On the last day before House Bill (H.B.) 5192 would have become law without his signature or veto, Gov. Quinn signed H.B. 5192 into law as Public Act (P.A.) 97-1129. P.A. 97-1129 creates the Illinois Independent Tax Tribunal (the “Tribunal”). Members of Reed Smith’s state tax team were part of the working group of the Illinois State Chamber of Commerce Tax Institute and the Taxpayers’ Federation of Illinois that worked on the design and terms of the legislation, although the final product reflects hard bargaining by both the Illinois Department of Revenue and these taxpayer organizations.

Commencing July 1, 2013, taxpayers administratively protesting tax adjustments will for the first time have the opportunity to appear before judges not in the employ or control of the Illinois Department of Revenue (the “Department”). The Tribunal will have jurisdiction to hear all protests of asserted tax or penalty liability, or the denial of a refund that exceeds $15,000. The Department will retain jurisdiction over (i) protests of assessments made under the Property Tax Code, (ii) exemption applications, (iii) protests of notices of proposed assessments, (iv) tax liabilities that have become finalized by law, (v) informal administrative appeals functions, and (vi) challenges to administrative subpoenas issued by the Department. Also, a taxpayer and the Department may jointly petition the Tribunal for mediation.

The Tribunal will be composed of one Chief Administrative Law Judge (the “Chief Judge”) and up to three additional judges. All will be appointed by the governor, and will require Senate confirmation and approval. The Chief Judge will serve a five-year term and the other judges will serve staggered four-year terms. To be eligible, judges must be licensed to practice law for at least eight years, and have substantial knowledge of state tax laws and the making of a record in a tax case suitable for judicial review.

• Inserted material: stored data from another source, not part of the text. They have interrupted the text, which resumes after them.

//! Publishes to a live Kafka broker and reads the records back.
//!
//! ## Running Tests
//!
//! These tests are marked with `#[ignore]` because they require a running broker.
//!
//! 1. Start a single-node Kafka (or Redpanda) listening on `localhost:19092`,
//!    or point `KAFKA_BROKER` at an existing cluster.
//!
//! 2. Run the tests:
//!    ```bash
//!    cargo test -p weather-pipeline --test kafka_roundtrip -- --ignored --test-threads=1
//!    ```

use std::time::Duration;

use rdkafka::config::ClientConfig;
use rdkafka::consumer::{Consumer, StreamConsumer};
use rdkafka::Message;
use weather_pipeline::forecast::parse_forecast;
use weather_pipeline::{publish, BrokerConfig, WeatherEvent};

fn broker() -> BrokerConfig {
    BrokerConfig {
        bootstrap: std::env::var("KAFKA_BROKER").unwrap_or_else(|_| "localhost:19092".into()),
        ..Default::default()
    }
}

fn unique_topic() -> String {
    let nanos = std::time::SystemTime::now()
        .duration_since(std::time::UNIX_EPOCH)
        .unwrap_or_default()
        .as_nanos();
    format!("weather-data-pipeline-test-{}", nanos)
}

fn day_payload() -> weather_pipeline::ForecastPayload {
    let time: Vec<String> = (0..24).map(|h| format!("\"2024-06-01T{:02}:00\"", h)).collect();
    let temps: Vec<String> = (0..24).map(|h| format!("{}.{}", 15 + h / 3, h % 10)).collect();
    let humidity: Vec<String> = (0..24).map(|h| format!("{}", 40 + h)).collect();
    let wind: Vec<String> = (0..24).map(|h| format!("{}.5", h % 7)).collect();
    parse_forecast(&format!(
        r#"{{"hourly": {{"time": [{}], "temperature_2m": [{}], "relative_humidity_2m": [{}], "wind_speed_10m": [{}]}}}}"#,
        time.join(","),
        temps.join(","),
        humidity.join(","),
        wind.join(",")
    ))
    .unwrap()
}

#[tokio::test]
#[ignore] // Requires a Kafka broker
async fn publish_day_and_consume_in_order() {
    let _ = env_logger::builder().is_test(true).try_init();

    let broker = broker();
    let topic = unique_topic();
    let payload = day_payload();

    let report = publish(&payload, &topic, &broker).await.unwrap();
    assert_eq!(report.attempted, 24);
    assert_eq!(report.acknowledged, 24);
    assert!(report.failed.is_empty());

    let consumer: StreamConsumer = ClientConfig::new()
        .set("bootstrap.servers", &broker.bootstrap)
        .set("group.id", format!("{}-reader", topic))
        .set("auto.offset.reset", "earliest")
        .create()
        .unwrap();
    consumer.subscribe(&[topic.as_str()]).unwrap();

    let mut received = Vec::new();
    while received.len() < 24 {
        let message = tokio::time::timeout(Duration::from_secs(30), consumer.recv())
            .await
            .expect("timed out waiting for records")
            .unwrap();
        assert!(message.key().is_none());
        let event: WeatherEvent = serde_json::from_slice(message.payload().unwrap()).unwrap();
        received.push(event);
    }

    // single-partition test topic preserves submission order
    let expected: Vec<WeatherEvent> = payload.events().collect();
    assert_eq!(received, expected);
}

#[tokio::test]
#[ignore] // Requires a Kafka broker
async fn publish_empty_payload_reports_nothing() {
    let report = publish(
        &weather_pipeline::ForecastPayload::default(),
        &unique_topic(),
        &broker(),
    )
    .await
    .unwrap();
    assert_eq!(report.attempted, 0);
    assert_eq!(report.acknowledged, 0);
}
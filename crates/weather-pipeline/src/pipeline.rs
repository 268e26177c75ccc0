//! Fetch → publish, once per invocation.

use tokio::sync::watch;

use crate::config::{Config, ConfigError};
use crate::forecast::{FetchError, ForecastFetcher, ForecastPayload, ForecastRequest};
use crate::publisher::{self, PublishError, PublishReport};

/// Every event acknowledged.
pub const EXIT_OK: i32 = 0;
/// Bad configuration or broker unreachable at setup.
pub const EXIT_SETUP: i32 = 1;
/// The forecast fetch produced no usable payload.
pub const EXIT_FETCH_FAILED: i32 = 2;
/// Some events were not acknowledged.
pub const EXIT_DELIVERY_FAILED: i32 = 3;
/// Stopped by Ctrl+C.
pub const EXIT_INTERRUPTED: i32 = 130;

#[derive(Debug, thiserror::Error)]
pub enum PipelineError {
    #[error("configuration error: {0}")]
    Config(#[from] ConfigError),

    #[error("could not get weather data: {0}")]
    Fetch(#[from] FetchError),

    #[error("publish failed: {0}")]
    Publish(#[from] PublishError),

    #[error("interrupted before any event was published")]
    Interrupted,
}

impl PipelineError {
    pub fn exit_code(&self) -> i32 {
        match self {
            PipelineError::Config(_) => EXIT_SETUP,
            PipelineError::Fetch(_) => EXIT_FETCH_FAILED,
            PipelineError::Publish(PublishError::ConnectionSetup(_)) => EXIT_SETUP,
            PipelineError::Publish(PublishError::PartialFailure(_))
            | PipelineError::Publish(PublishError::Timeout(_)) => EXIT_DELIVERY_FAILED,
            PipelineError::Publish(PublishError::Interrupted(_)) | PipelineError::Interrupted => {
                EXIT_INTERRUPTED
            }
        }
    }
}

pub type Result<T> = std::result::Result<T, PipelineError>;

/// One configured fetch-and-publish run.
pub struct Pipeline {
    config: Config,
    request: ForecastRequest,
    fetcher: ForecastFetcher,
}

impl Pipeline {
    pub fn new(config: Config) -> Result<Self> {
        config.validate()?;
        let request = config.forecast_request()?;
        let fetcher = ForecastFetcher::new(&config.forecast.endpoint, config.forecast.timeout())?;
        Ok(Self {
            config,
            request,
            fetcher,
        })
    }

    pub fn config(&self) -> &Config {
        &self.config
    }

    /// Fetch the forecast, aborting if `shutdown` fires first.
    pub async fn fetch(&self, shutdown: &watch::Receiver<()>) -> Result<ForecastPayload> {
        log::info!(
            "Fetching {}-day forecast for ({:.4}, {:.4}) from {}",
            self.request.forecast_days(),
            self.request.latitude(),
            self.request.longitude(),
            self.fetcher.endpoint()
        );
        let mut shutdown = shutdown.clone();
        tokio::select! {
            biased;
            Ok(()) = shutdown.changed() => Err(PipelineError::Interrupted),
            result = self.fetcher.fetch(&self.request) => Ok(result?),
        }
    }

    /// Fetch, then publish every hourly event to the configured topic.
    pub async fn run(&self, shutdown: watch::Receiver<()>) -> Result<PublishReport> {
        let payload = self.fetch(&shutdown).await?;
        if matches!(shutdown.has_changed(), Ok(true)) {
            return Err(PipelineError::Interrupted);
        }

        let broker = &self.config.broker;
        let report =
            publisher::publish_until(&payload, &broker.topic, broker, Some(shutdown)).await?;
        Ok(report)
    }
}
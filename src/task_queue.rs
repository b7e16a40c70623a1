//! Handoff queue between the fetching driver and the processing workers.

use std::collections::VecDeque;
use std::sync::{Condvar, Mutex};

use crate::types::Task;

/// Fetched tasks waiting for a worker, plus the "no more input" flag.
///
/// Both live under one lock so a worker can never see the flag set while a
/// push is still in flight.
pub struct TaskQueue {
    state: Mutex<Handoff>,
    ready: Condvar,
}

struct Handoff {
    pending: VecDeque<Task>,
    closed: bool,
}

impl TaskQueue {
    pub fn new() -> Self {
        Self {
            state: Mutex::new(Handoff {
                pending: VecDeque::new(),
                closed: false,
            }),
            ready: Condvar::new(),
        }
    }

    /// Queue a fetched task and wake one idle worker.
    ///
    /// After `close` the task is handed back as `Err`.
    pub fn push(&self, task: Task) -> Result<(), Task> {
        let mut handoff = self.state.lock().expect("task queue mutex poisoned");
        if handoff.closed {
            return Err(task);
        }
        handoff.pending.push_back(task);
        self.ready.notify_one();
        Ok(())
    }

    /// Take the oldest pending task, if any, without waiting.
    pub fn try_pop(&self) -> Option<Task> {
        let mut handoff = self.state.lock().expect("task queue mutex poisoned");
        handoff.pending.pop_front()
    }

    /// Worker side of the handoff.
    ///
    /// Returns the oldest pending task, sleeping while none is queued. `None`
    /// means the producer has closed the queue and nothing is left to drain.
    pub fn pop_blocking_or_closed(&self) -> Option<Task> {
        let handoff = self.state.lock().expect("task queue mutex poisoned");
        let mut handoff = self
            .ready
            .wait_while(handoff, |h| h.pending.is_empty() && !h.closed)
            .expect("task queue condvar wait failed");
        // Closed but non-empty still yields a task.
        handoff.pending.pop_front()
    }

    /// Producer side: no more tasks will arrive. Every sleeping worker wakes.
    pub fn close(&self) {
        let mut handoff = self.state.lock().expect("task queue mutex poisoned");
        handoff.closed = true;
        self.ready.notify_all();
    }

    pub fn is_closed(&self) -> bool {
        self.state.lock().expect("task queue mutex poisoned").closed
    }

    /// Tasks fetched but not yet picked up.
    pub fn len(&self) -> usize {
        self.state.lock().expect("task queue mutex poisoned").pending.len()
    }
}

impl Default for TaskQueue {
    fn default() -> Self {
        Self::new()
    }
}
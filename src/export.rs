//! Latency CSV export, one `latencies_<label>.csv` file per run.

use std::path::{Path, PathBuf};

use serde::Serialize;

use crate::error::SimError;
use crate::log_dev;
use crate::types::TaskId;

#[derive(Debug, Serialize)]
struct LatencyRow {
    task_id: TaskId,
    latency_ms: u64,
}

/// Turn a scenario label into a file-name fragment.
pub fn slug(label: &str) -> String {
    let mut out = String::with_capacity(label.len());
    for ch in label.trim().chars() {
        if ch.is_ascii_alphanumeric() {
            out.push(ch.to_ascii_lowercase());
        } else {
            out.push('_');
        }
    }
    out
}

pub fn latency_file_name(label: &str) -> String {
    format!("latencies_{}.csv", slug(label))
}

/// Write headerless `task_id,latency_ms` rows ordered by task id.
///
/// Slots that were never recorded are skipped.
pub fn write_latencies(
    dir: &Path,
    label: &str,
    latencies: &[Option<u64>],
) -> Result<PathBuf, SimError> {
    std::fs::create_dir_all(dir)?;
    let path = dir.join(latency_file_name(label));
    let mut writer = csv::WriterBuilder::new()
        .has_headers(false)
        .from_path(&path)?;
    for (index, latency) in latencies.iter().enumerate() {
        if let Some(latency_ms) = latency {
            writer.serialize(LatencyRow {
                task_id: index as TaskId,
                latency_ms: *latency_ms,
            })?;
        }
    }
    writer.flush()?;
    log_dev!("[EXPORT] wrote {}", path.display());
    Ok(path)
}
//! Serialized report output shared by the driver and worker threads.

use std::io::Write;
use std::sync::Mutex;

enum Sink {
    Stdout,
    #[cfg(test)]
    Capture(Vec<String>),
}

/// Line-oriented output guarded by its own lock.
///
/// Independent of the task queue lock; no thread ever holds both.
pub struct Console {
    sink: Mutex<Sink>,
}

impl Console {
    /// Console writing to process stdout.
    pub fn stdout() -> Self {
        Self {
            sink: Mutex::new(Sink::Stdout),
        }
    }

    /// Console collecting lines in memory.
    #[cfg(test)]
    pub fn capture() -> Self {
        Self {
            sink: Mutex::new(Sink::Capture(Vec::new())),
        }
    }

    /// Emit one whole line; concurrent callers never interleave.
    pub fn line(&self, text: impl AsRef<str>) {
        let mut guard = self.sink.lock().expect("console mutex poisoned");
        match &mut *guard {
            Sink::Stdout => {
                let mut out = std::io::stdout().lock();
                // A closed stdout is not worth aborting a run over.
                let _ = writeln!(out, "{}", text.as_ref());
                let _ = out.flush();
            }
            #[cfg(test)]
            Sink::Capture(lines) => lines.push(text.as_ref().to_string()),
        }
    }

    /// Lines collected so far; empty for the stdout sink.
    #[cfg(test)]
    pub fn lines(&self) -> Vec<String> {
        let guard = self.sink.lock().expect("console mutex poisoned");
        match &*guard {
            Sink::Stdout => Vec::new(),
            Sink::Capture(lines) => lines.clone(),
        }
    }
}
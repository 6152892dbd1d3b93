//! Exit code definitions for the s3 CLI
//!
//! Scripts rely on these values. Every failure, whatever its cause, exits
//! with the same non-zero code.

/// Exit codes for the s3 CLI application.
#[derive(Debug, Clone, Copy, PartialEq, Eq)]
#[repr(i32)]
pub enum ExitCode {
    /// Every requested operation completed
    Success = 0,

    /// Usage, configuration, local I/O or remote failure
    GeneralError = 1,
}

impl ExitCode {
    /// Convert exit code to i32 for use with std::process::exit
    #[inline]
    pub const fn as_i32(self) -> i32 {
        self as i32
    }
}
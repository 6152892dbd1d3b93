//! ObjectStore trait definition
//!
//! This trait defines the storage operations the CLI needs. It keeps the
//! commands decoupled from the S3 SDK so they can run against a fake in tests.

use async_trait::async_trait;
use tokio::fs::File;
use tokio::io::AsyncWrite;

use crate::error::Result;
use crate::path::ObjectRef;

/// Trait for S3-compatible storage operations
///
/// Implementations classify lookup failures of `get_object` and
/// `delete_object` with [`crate::error::classify`]; failures of `put_object`
/// and `list_keys` are reported as [`crate::Error::Remote`] with the client's
/// text.
#[async_trait]
pub trait ObjectStore: Send + Sync {
    /// Store the full contents of `body` under `object`, replacing any
    /// existing object.
    async fn put_object(
        &self,
        object: &ObjectRef,
        body: File,
        content_type: Option<&str>,
    ) -> Result<()>;

    /// Stream the contents of `object` into `dest`, returning the number of
    /// bytes written.
    async fn get_object(
        &self,
        object: &ObjectRef,
        dest: &mut (dyn AsyncWrite + Send + Unpin),
    ) -> Result<u64>;

    /// Remove `object`
    async fn delete_object(&self, object: &ObjectRef) -> Result<()>;

    /// Every key in `bucket`, in the order the service returns them
    async fn list_keys(&self, bucket: &str) -> Result<Vec<String>>;
}
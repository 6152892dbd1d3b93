//! s3 CLI library
//!
//! This module exports the CLI components for use by the binary and tests.

pub mod commands;
pub mod exit_code;
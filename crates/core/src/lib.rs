//! bucket-core: Core library for the s3 bucket CLI
//!
//! This crate provides:
//! - The error type and classification of storage error codes
//! - Session configuration loaded from the environment
//! - Object references and upload key derivation
//! - ObjectStore trait for storage operations
//!
//! This crate is independent of any specific S3 SDK.

pub mod config;
pub mod error;
pub mod path;
pub mod traits;

pub use config::{BUCKET_VAR, REGION_VAR, Session};
pub use error::{Error, RemoteErrorKind, Result, classify};
pub use path::ObjectRef;
pub use traits::ObjectStore;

In order to file a petition with the Tribunal, a taxpayer will be required to pay a $500 filing fee. Currently, there is no fee to file an administrative protest with the Department. The Tribunal will also be able to require a taxpayer to post a bond equal to 25 percent of the liability at issue upon motion of the Department if (i) the action is frivolous, (ii) the taxpayer is acting to delay collection of the tax, or (iii) the taxpayer is not pursuing resolution with due diligence. Currently, there is no bond requirement in administrative protests until a taxpayer appeals a sales or use tax determination by the Department to a court, and there is no bond requirement in such appeals of income tax determinations by the Department.

All decisions of the Tribunal will be able to be appealed to the Illinois Appellate Court by either party. The appeal will bypass judicial review by the circuit courts, although the review will still be governed by the Administrative Review Law.

Although P.A. 97-1129 suggests at first that taxpayers with administrative proceedings commencing prior to July 1, 2013, will have the option to transfer to the Tribunal when it becomes operational July 1, 2013, a later provision limits that irrevocable election and makes it effective only if made on or after July 1, 2013, and no later than 30 days after the date on which the protest was filed (thus excluding currently pending cases and those protests filed with the Department more than 30 days prior to July 1, 2013).